Problem statement: From the entries that follow, copy every line with the word "localhost".

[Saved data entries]
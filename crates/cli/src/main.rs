//! Pizza CLI - find a pizza store and manage your ordering profile.
//!
//! # Usage
//!
//! ```bash
//! # Read and change profile fields
//! pizza config set name=joe email=nojoe@mail.com zip=20500
//! pizza config get name address
//!
//! # Show, edit, or locate the whole profile
//! pizza config --getall
//! pizza config --edit
//! pizza config --file
//!
//! # Find the nearest store
//! pizza store --service carryout
//! ```
//!
//! # Commands
//!
//! - `config` - Read and change the ordering profile
//! - `store` - Find the nearest open store

#![cfg_attr(not(test), forbid(unsafe_code))]

use std::io::Write;
use std::path::PathBuf;

use clap::{CommandFactory, Parser, Subcommand};
use pizza_core::ServiceMethod;
use tracing_subscriber::EnvFilter;

mod commands;
mod editor;
mod error;
mod persist;
mod resolver;
mod settings;
mod vendor;

use commands::store::StoreOverrides;
use error::CliError;
use persist::ConfigFile;
use settings::Settings;
use vendor::VendorClient;

#[derive(Parser)]
#[command(name = "pizza")]
#[command(author, version, about = "Order pizza from the command line")]
struct Cli {
    #[command(subcommand)]
    command: Commands,
}

#[derive(Subcommand)]
enum Commands {
    /// Read and change the ordering profile
    Config(ConfigArgs),
    /// Find the nearest open store
    Store(StoreArgs),
}

#[derive(clap::Args)]
struct ConfigArgs {
    #[command(subcommand)]
    action: Option<ConfigAction>,

    /// Print the path of the config file
    #[arg(short, long)]
    file: bool,

    /// Print the directory holding the config file
    #[arg(long)]
    dir: bool,

    /// Print every field
    #[arg(short = 'd', long)]
    getall: bool,

    /// Edit the whole profile in $EDITOR
    #[arg(short, long)]
    edit: bool,
}

#[derive(Subcommand)]
enum ConfigAction {
    /// Print one or more fields
    Get {
        /// Field names, e.g. `name` or `address.street`
        keys: Vec<String>,
    },
    /// Change one or more fields
    Set {
        /// `key=value` pairs; use `key=-` to clear a field. The CVV is kept
        /// for the current run only and is never saved.
        assignments: Vec<String>,
    },
}

#[derive(clap::Args)]
struct StoreArgs {
    /// Street address to search from
    #[arg(long)]
    street: Option<String>,

    /// City to search from
    #[arg(long)]
    city: Option<String>,

    /// State to search from
    #[arg(long)]
    state: Option<String>,

    /// Zip code to search from
    #[arg(long)]
    zip: Option<String>,

    /// Service method (`delivery` or `carryout`)
    #[arg(long)]
    service: Option<ServiceMethod>,
}

impl From<StoreArgs> for StoreOverrides {
    fn from(args: StoreArgs) -> Self {
        Self {
            street: args.street,
            city: args.city,
            state: args.state,
            zip: args.zip,
            service: args.service,
        }
    }
}

#[tokio::main(flavor = "current_thread")]
#[allow(clippy::print_stderr)]
async fn main() {
    tracing_subscriber::fmt()
        .with_env_filter(EnvFilter::try_from_default_env().unwrap_or_else(|_| EnvFilter::new("warn")))
        .with_writer(std::io::stderr)
        .init();

    let cli = Cli::parse();

    if let Err(e) = run(cli).await {
        tracing::error!(label = e.label(), "Command failed: {e}");
        eprintln!("{}", e.report());
        std::process::exit(e.exit_code());
    }
}

async fn run(cli: Cli) -> Result<(), CliError> {
    let settings = Settings::from_env()?;
    let file = ConfigFile::new(settings.config_file());

    let stdout = std::io::stdout();
    let mut out = stdout.lock();

    // Locating the file must work even when it does not parse.
    if let Some(path) = requested_path(&cli.command, &settings) {
        commands::config::show_path(&path, &mut out)?;
        out.flush()?;
        return Ok(());
    }

    let loaded = file.load()?;
    let mut config = loaded.clone();

    match cli.command {
        Commands::Config(args) => match args.action {
            Some(ConfigAction::Get { keys }) => commands::config::get(&config, &keys, &mut out)?,
            Some(ConfigAction::Set { assignments }) => commands::config::set(&mut config, &assignments)?,
            None if args.getall => commands::config::list(&config, &mut out)?,
            None if args.edit => {
                commands::config::edit(&mut config, &settings.editor, &std::env::temp_dir())?;
            }
            None => print_config_usage(&mut out)?,
        },
        Commands::Store(args) => {
            let client = VendorClient::new(settings.api_base.clone());
            commands::store::show(&config, &StoreOverrides::from(args), client, &mut out).await?;
        }
    }

    if config != loaded {
        file.save(&config)?;
    }
    out.flush()?;
    Ok(())
}

/// The path asked for by `config --file` or `config --dir`, if any.
fn requested_path(command: &Commands, settings: &Settings) -> Option<PathBuf> {
    match command {
        Commands::Config(ConfigArgs {
            action: None,
            file: true,
            ..
        }) => Some(settings.config_file()),
        Commands::Config(ConfigArgs {
            action: None,
            dir: true,
            ..
        }) => Some(settings.config_dir().to_path_buf()),
        _ => None,
    }
}

fn print_config_usage(out: &mut impl Write) -> Result<(), CliError> {
    let mut cli = Cli::command();
    cli.build();
    if let Some(config) = cli.find_subcommand_mut("config") {
        write!(out, "{}", config.render_help())?;
    }
    Ok(())
}
//! Vendor storefront handle.

use serde::{Deserialize, Serialize};

/// A storefront able to fulfil an order, as returned by the store locator.
#[derive(Debug, Clone, PartialEq, Serialize, Deserialize)]
pub struct Store {
    /// Vendor store identifier; orders are placed against it.
    pub id: String,
    /// Human-readable street address of the store.
    pub address: String,
    pub phone: String,
    pub is_delivery_store: bool,
    pub is_open: bool,
    /// Distance from the customer in miles, when the vendor reports it.
    pub min_distance: Option<f64>,
}

impl std::fmt::Display for Store {
    fn fmt(&self, f: &mut std::fmt::Formatter<'_>) -> std::fmt::Result {
        writeln!(f, "Store {}", self.id)?;
        writeln!(f, "  address: {}", self.address.replace('\n', ", "))?;
        writeln!(f, "  phone: {}", self.phone)?;
        if let Some(miles) = self.min_distance {
            writeln!(f, "  distance: {miles:.1} mi")?;
        }
        write!(f, "  open: {}", if self.is_open { "yes" } else { "no" })
    }
}
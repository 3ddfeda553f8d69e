//! CLI settings loaded from environment variables.
//!
//! These control where the program keeps its files and which vendor endpoint
//! it talks to. The user's ordering profile itself lives in the config file,
//! see [`crate::persist`].
//!
//! # Environment Variables
//!
//! - `PIZZA_CONFIG_DIR` - Directory holding `config.json` (default: `$HOME/.pizza`)
//! - `PIZZA_API_BASE` - Vendor API base URL (default: `https://order.dominos.com`)
//! - `EDITOR` - Editor used by `pizza config --edit` (default: `vi`)
//! - `RUST_LOG` - Log filter (default: `warn`)

use std::path::{Path, PathBuf};

use thiserror::Error;
use url::Url;

const DEFAULT_API_BASE: &str = "https://order.dominos.com";
const DEFAULT_EDITOR: &str = "vi";
const CONFIG_DIR_NAME: &str = ".pizza";
const CONFIG_FILE_NAME: &str = "config.json";

/// Settings errors that can occur during loading.
#[derive(Debug, Error)]
pub enum SettingsError {
    #[error("Missing environment variable: {0}")]
    MissingEnvVar(String),
    #[error("Invalid environment variable {0}: {1}")]
    InvalidEnvVar(String, String),
}

/// Process-level settings.
#[derive(Debug, Clone)]
pub struct Settings {
    /// Directory holding the config file
    pub config_dir: PathBuf,
    /// Vendor API base URL
    pub api_base: Url,
    /// Editor command line, split on whitespace when launched
    pub editor: String,
}

impl Settings {
    /// Load settings from environment variables.
    ///
    /// Calls `dotenvy::dotenv()` to load from `.env` file if present.
    ///
    /// # Errors
    ///
    /// Returns `SettingsError` if no config directory can be determined or the
    /// API base URL is invalid.
    pub fn from_env() -> Result<Self, SettingsError> {
        // Load .env file if present (ignore errors if not found)
        let _ = dotenvy::dotenv();

        Self::from_lookup(|key| std::env::var(key).ok())
    }

    fn from_lookup(lookup: impl Fn(&str) -> Option<String>) -> Result<Self, SettingsError> {
        let get = |key: &str| lookup(key).filter(|value| !value.trim().is_empty());

        let config_dir = match get("PIZZA_CONFIG_DIR") {
            Some(dir) => PathBuf::from(dir),
            None => get("HOME")
                .map(|home| PathBuf::from(home).join(CONFIG_DIR_NAME))
                .ok_or_else(|| SettingsError::MissingEnvVar("HOME".to_string()))?,
        };

        let api_base = parse_api_base(&get("PIZZA_API_BASE").unwrap_or_else(|| DEFAULT_API_BASE.to_string()))?;

        let editor = get("EDITOR").unwrap_or_else(|| {
            tracing::debug!("EDITOR not set, using {DEFAULT_EDITOR}");
            DEFAULT_EDITOR.to_string()
        });

        Ok(Self {
            config_dir,
            api_base,
            editor,
        })
    }

    /// Returns the directory holding the config file.
    #[must_use]
    pub fn config_dir(&self) -> &Path {
        &self.config_dir
    }

    /// Returns the path of the config file.
    #[must_use]
    pub fn config_file(&self) -> PathBuf {
        self.config_dir.join(CONFIG_FILE_NAME)
    }
}

fn parse_api_base(raw: &str) -> Result<Url, SettingsError> {
    let invalid = |reason: String| SettingsError::InvalidEnvVar("PIZZA_API_BASE".to_string(), reason);

    let url = Url::parse(raw).map_err(|e| invalid(e.to_string()))?;
    if !matches!(url.scheme(), "http" | "https") {
        return Err(invalid(format!("unsupported scheme '{}'", url.scheme())));
    }
    if url.cannot_be_a_base() {
        return Err(invalid("cannot be used as a base URL".to_string()));
    }
    Ok(url)
}

#[cfg(test)]
#[allow(clippy::unwrap_used)]
mod tests {
    use std::collections::HashMap;

    use super::*;

    fn load(vars: &[(&str, &str)]) -> Result<Settings, SettingsError> {
        let vars: HashMap<String, String> = vars
            .iter()
            .map(|(k, v)| ((*k).to_string(), (*v).to_string()))
            .collect();
        Settings::from_lookup(|key| vars.get(key).cloned())
    }

    #[test]
    fn test_defaults() {
        let settings = load(&[("HOME", "/home/joe")]).unwrap();
        assert_eq!(settings.config_dir(), Path::new("/home/joe/.pizza"));
        assert_eq!(
            settings.config_file(),
            PathBuf::from("/home/joe/.pizza/config.json")
        );
        assert_eq!(settings.api_base.as_str(), "https://order.dominos.com/");
        assert_eq!(settings.editor, "vi");
    }

    #[test]
    fn test_overrides() {
        let settings = load(&[
            ("HOME", "/home/joe"),
            ("PIZZA_CONFIG_DIR", "/tmp/pizza"),
            ("PIZZA_API_BASE", "http://localhost:8080"),
            ("EDITOR", "nano -w"),
        ])
        .unwrap();
        assert_eq!(settings.config_dir(), Path::new("/tmp/pizza"));
        assert_eq!(settings.api_base.as_str(), "http://localhost:8080/");
        assert_eq!(settings.editor, "nano -w");
    }

    #[test]
    fn test_missing_home() {
        let err = load(&[]).unwrap_err();
        assert!(matches!(err, SettingsError::MissingEnvVar(ref var) if var == "HOME"));
    }

    #[test]
    fn test_empty_values_count_as_unset() {
        let settings = load(&[("HOME", "/home/joe"), ("EDITOR", "  ")]).unwrap();
        assert_eq!(settings.editor, "vi");
    }

    #[test]
    fn test_invalid_api_base() {
        assert!(matches!(
            load(&[("HOME", "/h"), ("PIZZA_API_BASE", "not a url")]),
            Err(SettingsError::InvalidEnvVar(_, _))
        ));
        assert!(matches!(
            load(&[("HOME", "/h"), ("PIZZA_API_BASE", "ftp://example.com")]),
            Err(SettingsError::InvalidEnvVar(_, _))
        ));
    }
}
//! Payment card details.

use secrecy::{ExposeSecret, SecretString};
use serde::{Deserialize, Serialize};

/// Payment card used to pay for an order.
///
/// The CVV lives only in memory: it is skipped by serde, so it never reaches
/// the config file or the edit buffer. Implements `Debug` manually to redact it.
#[derive(Clone, Default, Serialize, Deserialize)]
pub struct Card {
    #[serde(default)]
    pub number: String,
    #[serde(default)]
    pub expiration: String,
    #[serde(skip)]
    cvv: Option<SecretString>,
}

impl Card {
    /// Returns the CVV, or an empty string when none is set.
    #[must_use]
    pub fn cvv(&self) -> &str {
        self.cvv.as_ref().map_or("", |cvv| cvv.expose_secret())
    }

    /// Replaces the CVV. An empty value clears it.
    pub fn set_cvv(&mut self, cvv: &str) {
        self.cvv = (!cvv.is_empty()).then(|| SecretString::from(cvv));
    }

    /// Returns true when a CVV is held in memory.
    #[must_use]
    pub const fn has_cvv(&self) -> bool {
        self.cvv.is_some()
    }
}

impl PartialEq for Card {
    fn eq(&self, other: &Self) -> bool {
        self.number == other.number
            && self.expiration == other.expiration
            && self.cvv() == other.cvv()
    }
}

impl Eq for Card {}

impl std::fmt::Debug for Card {
    fn fmt(&self, f: &mut std::fmt::Formatter<'_>) -> std::fmt::Result {
        f.debug_struct("Card")
            .field("number", &self.number)
            .field("expiration", &self.expiration)
            .field("cvv", &"[REDACTED]")
            .finish()
    }
}

#[cfg(test)]
#[allow(clippy::unwrap_used)]
mod tests {
    use super::*;

    #[test]
    fn test_cvv_is_not_serialized() {
        let mut card = Card {
            number: "4111111111111111".to_string(),
            expiration: "01/30".to_string(),
            ..Card::default()
        };
        card.set_cvv("123");

        let json = serde_json::to_string(&card).unwrap();
        assert!(!json.contains("123\""));
        assert!(!json.contains("cvv"));

        let parsed: Card = serde_json::from_str(&json).unwrap();
        assert_eq!(parsed.number, card.number);
        assert!(!parsed.has_cvv());
    }

    #[test]
    fn test_debug_redacts_cvv() {
        let mut card = Card::default();
        card.set_cvv("987");

        let debug_output = format!("{card:?}");
        assert!(debug_output.contains("[REDACTED]"));
        assert!(!debug_output.contains("987"));
    }

    #[test]
    fn test_empty_cvv_clears() {
        let mut card = Card::default();
        card.set_cvv("123");
        assert_eq!(card.cvv(), "123");
        card.set_cvv("");
        assert!(!card.has_cvv());
        assert_eq!(card.cvv(), "");
    }
}
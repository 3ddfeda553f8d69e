//! Editing the whole profile in an external editor.
//!
//! The profile is written as JSON to a scratch file, the editor runs against
//! it, and the result is parsed back. The caller gets a new [`Config`] and only
//! replaces its live record on success.

use std::fs::{File, OpenOptions};
use std::io::{self, Write};
#[cfg(unix)]
use std::os::unix::fs::OpenOptionsExt;
use std::path::{Path, PathBuf};
use std::process::{Command, ExitStatus};

use pizza_core::Config;
use thiserror::Error;
use tracing::{debug, warn};

/// Errors that can occur while editing the profile.
#[derive(Debug, Error)]
pub enum EditError {
    #[error("no editor configured")]
    NoEditor,

    #[error("cannot start editor '{program}': {source}")]
    Spawn { program: String, source: io::Error },

    #[error("editor '{program}' exited with {status}")]
    Failed { program: String, status: ExitStatus },

    #[error("edit buffer {}: {source}", .path.display())]
    Buffer { path: PathBuf, source: io::Error },

    #[error("cannot serialize config: {0}")]
    Serialize(serde_json::Error),

    #[error("edited config is invalid: {0}")]
    Parse(serde_json::Error),
}

/// Round-trip `config` through a scratch file in `dir`, letting `edit` change it.
///
/// The CVV is never written to the scratch file; the in-memory value is carried
/// over to the result.
///
/// # Errors
///
/// Returns `EditError` if the scratch file cannot be written or read, if
/// `edit` fails, or if the edited text is not a valid profile.
pub fn edit_with<F>(config: &Config, dir: &Path, edit: F) -> Result<Config, EditError>
where
    F: FnOnce(&Path) -> Result<(), EditError>,
{
    let path = dir.join(format!("pizza-config-{}.json", std::process::id()));
    let buffer_err = |source: io::Error| EditError::Buffer {
        path: path.clone(),
        source,
    };

    let mut text = serde_json::to_string_pretty(config).map_err(EditError::Serialize)?;
    text.push('\n');
    create_buffer(&path)
        .and_then(|mut buffer| buffer.write_all(text.as_bytes()))
        .map_err(buffer_err)?;

    let edited = edit(path.as_path()).and_then(|()| std::fs::read_to_string(&path).map_err(buffer_err));
    if let Err(e) = std::fs::remove_file(&path) {
        warn!(path = %path.display(), error = %e, "Could not remove edit buffer");
    }

    let mut edited: Config = serde_json::from_str(&edited?).map_err(EditError::Parse)?;
    edited.card.set_cvv(config.card.cvv());
    Ok(edited)
}

/// Create the scratch file, owner-only on unix. Fails if `path` already
/// exists, so a planted file or symlink is never written through.
fn create_buffer(path: &Path) -> io::Result<File> {
    let mut options = OpenOptions::new();
    options.write(true).create_new(true);
    #[cfg(unix)]
    options.mode(0o600);
    options.open(path)
}

/// An edit step that runs `editor` with the scratch file as its last argument.
///
/// `editor` is split on whitespace, so `"code --wait"` works.
pub fn launch(editor: &str) -> impl FnOnce(&Path) -> Result<(), EditError> + '_ {
    move |path: &Path| {
        let mut parts = editor.split_whitespace();
        let program = parts.next().ok_or(EditError::NoEditor)?;

        debug!(program, path = %path.display(), "Launching editor");
        let status = Command::new(program)
            .args(parts)
            .arg(path)
            .status()
            .map_err(|source| EditError::Spawn {
                program: program.to_string(),
                source,
            })?;

        if status.success() {
            Ok(())
        } else {
            Err(EditError::Failed {
                program: program.to_string(),
                status,
            })
        }
    }
}
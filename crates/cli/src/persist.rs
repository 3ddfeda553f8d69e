//! Config file persistence.
//!
//! The profile is stored as pretty-printed JSON. A missing file is not an
//! error: the first run starts from [`Config::default`] and the file is
//! created when a command first changes something.

use std::io;
use std::path::{Path, PathBuf};

use pizza_core::Config;
use thiserror::Error;
use tracing::{debug, info};

/// Errors that can occur while reading or writing the config file.
#[derive(Debug, Error)]
pub enum PersistError {
    #[error("cannot read {}: {source}", .path.display())]
    Read { path: PathBuf, source: io::Error },

    #[error("cannot write {}: {source}", .path.display())]
    Write { path: PathBuf, source: io::Error },

    #[error("invalid config file {}: {source}", .path.display())]
    Parse {
        path: PathBuf,
        source: serde_json::Error,
    },

    #[error("cannot serialize config: {0}")]
    Serialize(#[from] serde_json::Error),
}

/// The on-disk location of the user's profile.
#[derive(Debug, Clone)]
pub struct ConfigFile {
    path: PathBuf,
}

impl ConfigFile {
    #[must_use]
    pub const fn new(path: PathBuf) -> Self {
        Self { path }
    }

    #[must_use]
    pub fn path(&self) -> &Path {
        &self.path
    }

    /// Read the profile, or return the default profile if the file does not exist.
    ///
    /// # Errors
    ///
    /// Returns `PersistError` if the file exists but cannot be read or parsed.
    pub fn load(&self) -> Result<Config, PersistError> {
        let text = match std::fs::read_to_string(&self.path) {
            Ok(text) => text,
            Err(e) if e.kind() == io::ErrorKind::NotFound => {
                debug!(path = %self.path.display(), "No config file, using defaults");
                return Ok(Config::default());
            }
            Err(source) => {
                return Err(PersistError::Read {
                    path: self.path.clone(),
                    source,
                });
            }
        };

        serde_json::from_str(&text).map_err(|source| PersistError::Parse {
            path: self.path.clone(),
            source,
        })
    }

    /// Write the profile, creating the parent directory if needed.
    ///
    /// # Errors
    ///
    /// Returns `PersistError` if serialization or any filesystem call fails.
    pub fn save(&self, config: &Config) -> Result<(), PersistError> {
        let write_err = |source: io::Error| PersistError::Write {
            path: self.path.clone(),
            source,
        };

        if let Some(dir) = self.path.parent() {
            std::fs::create_dir_all(dir).map_err(write_err)?;
        }

        let mut text = serde_json::to_string_pretty(config)?;
        text.push('\n');
        std::fs::write(&self.path, text).map_err(write_err)?;

        info!(path = %self.path.display(), "Saved config");
        Ok(())
    }
}
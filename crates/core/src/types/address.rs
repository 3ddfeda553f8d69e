//! Street address used for store lookup and delivery.

use serde::{Deserialize, Serialize};

/// A postal address.
///
/// The field names follow the persisted config file, which stores the city
/// under `cityName`.
#[derive(Debug, Clone, Default, PartialEq, Eq, Serialize, Deserialize)]
pub struct Address {
    #[serde(default)]
    pub street: String,
    #[serde(default, rename = "cityName")]
    pub city_name: String,
    #[serde(default)]
    pub state: String,
    #[serde(default)]
    pub zipcode: String,
}

impl Address {
    /// Returns true when every field is blank.
    #[must_use]
    pub fn is_empty(&self) -> bool {
        [&self.street, &self.city_name, &self.state, &self.zipcode]
            .iter()
            .all(|field| field.trim().is_empty())
    }

    /// First address line, as sent to the store locator.
    #[must_use]
    pub fn line1(&self) -> &str {
        self.street.trim()
    }

    /// Second address line: `"city, state zip"`, skipping blank parts.
    #[must_use]
    pub fn line2(&self) -> String {
        let region = [self.state.trim(), self.zipcode.trim()]
            .into_iter()
            .filter(|part| !part.is_empty())
            .collect::<Vec<_>>()
            .join(" ");

        match (self.city_name.trim(), region.is_empty()) {
            ("", _) => region,
            (city, true) => city.to_owned(),
            (city, false) => format!("{city}, {region}"),
        }
    }
}

impl std::fmt::Display for Address {
    fn fmt(&self, f: &mut std::fmt::Formatter<'_>) -> std::fmt::Result {
        match (self.line1(), self.line2()) {
            ("", line2) => f.write_str(&line2),
            (line1, line2) if line2.is_empty() => f.write_str(line1),
            (line1, line2) => write!(f, "{line1}, {line2}"),
        }
    }
}

#[cfg(test)]
mod tests {
    use super::*;

    fn white_house() -> Address {
        Address {
            street: "1600 Pennsylvania Ave NW".to_string(),
            city_name: "Washington DC".to_string(),
            state: String::new(),
            zipcode: "20500".to_string(),
        }
    }

    #[test]
    fn test_is_empty() {
        assert!(Address::default().is_empty());
        assert!(
            Address {
                street: "  ".to_string(),
                ..Address::default()
            }
            .is_empty()
        );
        assert!(!white_house().is_empty());
    }

    #[test]
    fn test_lines() {
        let addr = white_house();
        assert_eq!(addr.line1(), "1600 Pennsylvania Ave NW");
        assert_eq!(addr.line2(), "Washington DC, 20500");
        assert_eq!(
            addr.to_string(),
            "1600 Pennsylvania Ave NW, Washington DC, 20500"
        );
    }

    #[test]
    fn test_line2_without_city() {
        let addr = Address {
            state: "DC".to_string(),
            zipcode: "20500".to_string(),
            ..Address::default()
        };
        assert_eq!(addr.line2(), "DC 20500");
        assert_eq!(addr.to_string(), "DC 20500");
    }

    #[test]
    fn test_city_name_serializes_camel_case() {
        let json = serde_json::to_value(white_house()).unwrap_or_default();
        assert_eq!(json["cityName"], "Washington DC");
    }
}
//! Profile commands.
//!
//! # Usage
//!
//! ```bash
//! # Print fields (keys are case-insensitive)
//! pizza config get name address.street
//!
//! # Change fields; '-' clears a field
//! pizza config set name=joe zip=20500 state=-
//!
//! # Show everything, or edit everything in $EDITOR
//! pizza config --getall
//! pizza config --edit
//! ```

use std::io::Write;
use std::path::Path;

use pizza_core::{Config, ConfigKey, parse_assignment};
use tracing::{info, warn};

use crate::editor;
use crate::error::CliError;

/// Print the requested fields, one per line.
///
/// # Errors
///
/// Returns an error if no key is given or a key matches no field.
pub fn get<S: AsRef<str>>(config: &Config, keys: &[S], out: &mut impl Write) -> Result<(), CliError> {
    for value in config.get_many(keys)? {
        writeln!(out, "{value}")?;
    }
    Ok(())
}

/// Apply `key=value` assignments. Nothing changes unless all of them succeed.
///
/// # Errors
///
/// Returns an error if no assignment is given, one is malformed, names an
/// unknown key, or carries a value of the wrong type.
pub fn set<S: AsRef<str>>(config: &mut Config, assignments: &[S]) -> Result<(), CliError> {
    config.set_many(assignments)?;
    info!(fields = assignments.len(), "Updated config");
    if sets_cvv(assignments) {
        warn!("The CVV is kept for this run only and is not saved to the config file");
    }
    Ok(())
}

fn sets_cvv<S: AsRef<str>>(assignments: &[S]) -> bool {
    assignments.iter().any(|arg| {
        parse_assignment(arg.as_ref())
            .ok()
            .and_then(|(key, _)| key.parse::<ConfigKey>().ok())
            == Some(ConfigKey::Cvv)
    })
}

/// Print every field except the CVV.
///
/// # Errors
///
/// Returns an error if writing to `out` fails.
pub fn list(config: &Config, out: &mut impl Write) -> Result<(), CliError> {
    write!(out, "{}", config.listing())?;
    Ok(())
}

/// Edit the whole profile with `editor`, using `scratch_dir` for the buffer.
///
/// # Errors
///
/// Returns an error if the editor fails or leaves an invalid profile; the
/// profile is unchanged in that case.
pub fn edit(config: &mut Config, editor: &str, scratch_dir: &Path) -> Result<(), CliError> {
    *config = editor::edit_with(config, scratch_dir, editor::launch(editor))?;
    Ok(())
}

/// Print a path on its own line.
///
/// # Errors
///
/// Returns an error if writing to `out` fails.
pub fn show_path(path: &Path, out: &mut impl Write) -> Result<(), CliError> {
    writeln!(out, "{}", path.display())?;
    Ok(())
}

Result of this exercise:
            ("PIZZA_API_BASE", "http://localhost:8080"),
        assert_eq!(settings.api_base.as_str(), "http://localhost:8080/");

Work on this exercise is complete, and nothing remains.